You are viewing a plain text version of this content. The canonical link for it is here.
Posted to issues-all@impala.apache.org by "ASF subversion and git services (Jira)" <ji...@apache.org> on 2020/09/01 16:12:00 UTC

[jira] [Commented] (IMPALA-7310) Compute Stats not computing NULLs as a distinct value causing wrong estimates

    [ https://issues.apache.org/jira/browse/IMPALA-7310?page=com.atlassian.jira.plugin.system.issuetabpanels:comment-tabpanel&focusedCommentId=17188602#comment-17188602 ] 

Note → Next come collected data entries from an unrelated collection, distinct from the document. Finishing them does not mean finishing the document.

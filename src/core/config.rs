use once_cell::sync::Lazy;
use std::env;
use std::time::Duration;

/// Bot token
/// Read from BOT_TOKEN or TELOXIDE_TOKEN environment variable
pub static BOT_TOKEN: Lazy<String> = Lazy::new(|| {
    env::var("BOT_TOKEN")
        .or_else(|_| env::var("TELOXIDE_TOKEN"))
        .unwrap_or_else(|_| String::new())
});

/// API key for api.weatherapi.com
pub static WEATHER_TOKEN: Lazy<String> = Lazy::new(|| env::var("WEATHER_TOKEN").unwrap_or_else(|_| String::new()));

/// Personal access token for the GitHub API
/// May be empty: unauthenticated requests work with a lower rate limit
pub static GITHUB_TOKEN: Lazy<String> = Lazy::new(|| env::var("GITHUB_TOKEN").unwrap_or_else(|_| String::new()));

/// Authorization token for api.ukrainealarm.com
pub static ALERT_API_TOKEN: Lazy<String> =
    Lazy::new(|| env::var("ALARM_API_TOKEN").unwrap_or_else(|_| String::new()));

/// Database file path
/// Read from DATABASE_PATH environment variable
/// Default: bot_data.sqlite
pub static DATABASE_PATH: Lazy<String> =
    Lazy::new(|| env::var("DATABASE_PATH").unwrap_or_else(|_| "bot_data.sqlite".to_string()));

/// Log file path
/// Read from LOG_FILE_PATH environment variable
/// Default: app.log
pub static LOG_FILE_PATH: Lazy<String> =
    Lazy::new(|| env::var("LOG_FILE_PATH").unwrap_or_else(|_| "app.log".to_string()));

/// File the last fetched region tree is persisted to
/// Overwritten wholesale on every successful refresh; the wizard matches
/// against this snapshot, not against the network
pub static REGIONS_SNAPSHOT_PATH: Lazy<String> =
    Lazy::new(|| env::var("REGIONS_SNAPSHOT_PATH").unwrap_or_else(|_| "data.json".to_string()));

/// File the last raw alert feed response is persisted to (audit/replay)
pub static ALERTS_SNAPSHOT_PATH: Lazy<String> =
    Lazy::new(|| env::var("ALERTS_SNAPSHOT_PATH").unwrap_or_else(|_| "data_alert.json".to_string()));

/// External API endpoints, overridable for local testing
pub mod api {
    use super::{env, Lazy};

    /// Base URL of the alert/region API
    pub static ALERT_API_BASE: Lazy<String> = Lazy::new(|| {
        env::var("ALERT_API_BASE").unwrap_or_else(|_| "https://api.ukrainealarm.com/api/v3".to_string())
    });

    /// Base URL of the weather API
    pub static WEATHER_API_BASE: Lazy<String> =
        Lazy::new(|| env::var("WEATHER_API_BASE").unwrap_or_else(|_| "https://api.weatherapi.com/v1".to_string()));

    /// Base URL of the GitHub API
    pub static GITHUB_API_BASE: Lazy<String> =
        Lazy::new(|| env::var("GITHUB_API_BASE").unwrap_or_else(|_| "https://api.github.com".to_string()));
}

/// Network configuration
pub mod network {
    use super::Duration;

    /// Timeout applied to every outbound HTTP request (in seconds).
    /// All the APIs we talk to answer well under this; a hung upstream
    /// must not stall a user's dialogue forever.
    pub const REQUEST_TIMEOUT_SECS: u64 = 10;

    /// Outbound request timeout duration
    pub fn timeout() -> Duration {
        Duration::from_secs(REQUEST_TIMEOUT_SECS)
    }
}

/// Region selection wizard configuration
pub mod wizard {
    /// How many times a malformed city entry (a "city" that still has
    /// children in the upstream tree) is re-prompted before the wizard
    /// binds it anyway and terminates.
    pub const MAX_CITY_REPROMPTS: u8 = 3;
}

#[cfg(test)]
mod tests {
    use super::*;

    #[test]
    fn test_network_timeout_is_bounded() {
        let t = network::timeout();
        assert!(t.as_secs() > 0);
        assert!(t.as_secs() <= 60);
    }

    #[test]
    fn test_default_snapshot_paths_differ() {
        assert_ne!(*REGIONS_SNAPSHOT_PATH, *ALERTS_SNAPSHOT_PATH);
    }
}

ASF subversion and git services commented on IMPALA-7310:
---------------------------------------------------------

Commit f4273a40fe2e2ab0806f0324ecf33a25b3df6279 in impala's branch refs/heads/master from Shant Hovsepian
[ https://gitbox.apache.org/repos/asf?p=impala.git;h=f4273a4 ]

IMPALA-7310: Partial fix for NDV cardinality with NULLs.

This fix just handles the case where a column's cardinality is zero
however it's nullable and we have null stats to indicate there are null
values, therefore we adjust the cardinality from 0 to 1.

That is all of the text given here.